Extracted records
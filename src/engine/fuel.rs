/// Fuel estimate from distance driven today, for units without a fuel sensor.
#[derive(Debug, Clone, Copy, PartialEq)]
pub struct FuelModel {
    pub tank_capacity_l: f64,
    pub km_per_litre: f64,
}

impl Default for FuelModel {
    fn default() -> Self {
        Self {
            tank_capacity_l: 260.0,
            km_per_litre: 8.0,
        }
    }
}

impl FuelModel {
    /// `capacity - floor(distance / km_per_litre)`, never below zero.
    pub fn remaining_litres(&self, distance_today_km: f64) -> f64 {
        if self.km_per_litre <= 0.0 || !distance_today_km.is_finite() {
            return self.tank_capacity_l;
        }
        let used = (distance_today_km.max(0.0) / self.km_per_litre).floor();
        (self.tank_capacity_l - used).max(0.0)
    }

    pub fn percent_of_capacity(&self, litres: f64) -> f64 {
        if self.tank_capacity_l <= 0.0 {
            return 100.0;
        }
        litres * 100.0 / self.tank_capacity_l
    }
}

**What needs to be done:**
Taking the line with "a fuel sensor." as the first and the line with "if self.km_per_litre <= 0.0" as the last, retype that stretch of the data above exactly, with no other lines.

**Exercise solution:**
/// Fuel estimate from distance driven today, for units without a fuel sensor.
#[derive(Debug, Clone, Copy, PartialEq)]
pub struct FuelModel {
    pub tank_capacity_l: f64,
    pub km_per_litre: f64,
}

impl Default for FuelModel {
    fn default() -> Self {
        Self {
            tank_capacity_l: 260.0,
            km_per_litre: 8.0,
        }
    }
}

impl FuelModel {
    /// `capacity - floor(distance / km_per_litre)`, never below zero.
    pub fn remaining_litres(&self, distance_today_km: f64) -> f64 {
        if self.km_per_litre <= 0.0 || !distance_today_km.is_finite() {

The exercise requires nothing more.